Aim: of this study was to investigate the angiogenic potential of human dental pulp stromal cells (HDPSCs) and stro-1 positive populations as well as their role in tissue regeneration – the clinical reality. . Methods: HDPSC were isolated by collagenase digestion (from three different donors). STRO-1 positive cells were enriched using fluorescence activated cell sorting (FACS) with monoclonal anti- STRO-1 and anti- CD45 PE conjugated antibodies.
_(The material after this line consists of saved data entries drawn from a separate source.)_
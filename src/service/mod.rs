//! Service layer
//!
//! Contains business logic separated from HTTP handlers.
//! Every mutating method commits to the primary store first, then hands the
//! committed row to the replica dispatcher.

mod account;
mod message;
mod post;

pub use account::{AccountService, FollowCounts};
pub use message::MessageService;
pub use post::{LikeSummary, PostDetail, PostService};

use crate::error::AppError;

/// Longest accepted comment or message body
pub const SHORT_TEXT_MAX_CHARS: usize = 140;
/// Longest accepted about-me text
pub const ABOUT_ME_MAX_CHARS: usize = 140;

/// Trim `value` and check it is non-empty and at most `max_chars` long.
fn require_text<'a>(field: &str, value: &'a str, max_chars: usize) -> Result<&'a str, AppError> {
    let trimmed = value.trim();
    if trimmed.is_empty() {
        return Err(AppError::Validation(format!("{field} is required")));
    }
    if trimmed.chars().count() > max_chars {
        return Err(AppError::Validation(format!(
            "{field} must be at most {max_chars} characters"
        )));
    }
    Ok(trimmed)
}

#[cfg(test)]
mod tests {
    use super::*;

    #[test]
    fn require_text_trims_and_bounds() {
        assert_eq!(require_text("body", "  hi ", 140).unwrap(), "hi");
        assert!(require_text("body", "   ", 140).is_err());
        assert!(require_text("body", &"é".repeat(141), 140).is_err());
        assert!(require_text("body", &"é".repeat(140), 140).is_ok());
    }
}
//! API layer
//!
//! HTTP handlers for:
//! - Registration and login
//! - Posts, comments and likes
//! - Profiles and follows
//! - Messages and notifications
//! - Liveness and metrics (Prometheus)

mod auth;
mod dto;
mod messages;
pub mod metrics;
mod posts;
mod status;
mod users;

pub use dto::*;

pub use auth::auth_router;
pub use messages::messages_router;
pub use metrics::metrics_router;
pub use posts::posts_router;
pub use status::status_router;
pub use users::users_router;
//! Password hashing with argon2id

use argon2::password_hash::SaltString;
use argon2::{Argon2, PasswordHash, PasswordHasher, PasswordVerifier};
use rand_core::OsRng;

use crate::error::AppError;

/// Hash a password into a PHC string.
pub fn hash_password(password: &str) -> Result<String, AppError> {
    let salt = SaltString::generate(&mut OsRng);
    Argon2::default()
        .hash_password(password.as_bytes(), &salt)
        .map(|hash| hash.to_string())
        .map_err(|e| AppError::Encryption(e.to_string()))
}

/// Check a password against a stored PHC string.
///
/// An unparsable hash verifies as false.
pub fn verify_password(password: &str, password_hash: &str) -> bool {
    let Ok(parsed) = PasswordHash::new(password_hash) else {
        tracing::warn!("Stored password hash is not a valid PHC string");
        return false;
    };

    Argon2::default()
        .verify_password(password.as_bytes(), &parsed)
        .is_ok()
}
//! Authentication
//!
//! Handles:
//! - Password hashing
//! - Signed session tokens
//! - The current-user extractor

mod middleware;
pub mod password;
pub mod session;

pub use middleware::{CurrentUser, SESSION_COOKIE};
pub use password::{hash_password, verify_password};
pub use session::{Session, create_session_token, verify_session_token};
Cells from passage 4 cultured as monolayers or on 3D Matrigel scaffold in endothelial cell growth medium-2 (EGM-2) with/without 50ng/mL of vascular endothelial growth factor (VEGF). Cells cultured in á-MEM were used as controls. After 24, 48 and 72 hours, Angiogenic markers(CD31, CD34, vWF and VEGFR-2) expression was determined by qRT-PCR and immuno-histochemistry. The dental pulp space of root fragments were filled with mixture of HDPSCs and Matrigel and implanted subcutaneously in nude mice. Results: Both HDPSCs and STRO-1+/CD45- cells cultured as monolayer in EGM-2 with VEGF showed up regulation of CD31 and VEGFR-2 expression compared to the control group while expression of CD34 and vWF remained unaffected. However on Matrigel, all four genes were up regulated to different extents. Changes in gene expression in both cell types were time dependent. Immuno-histochemical staining confirmed that the HDPSCs cultured in the test group showed positive staining for CD31, CD34 vWF and VEGFR-2 when grown in both monolayer and 3D Matrigel culture compared to control cultures. When cultured on Matrigel (but not Monolayer) for 7 days, HDPSC formed tube-like structures in the VEGF treated group. In vivo results showed early blood vessel formation as proved by staining positively with CD34, CD31 and VEGFR-2. Conclusion: HDPSCs and STRO-1+/CD45- population have the potential to be used for angiogenesis together with stem cell based therapy for revascularization of dental pulp tissue in the clinical setting.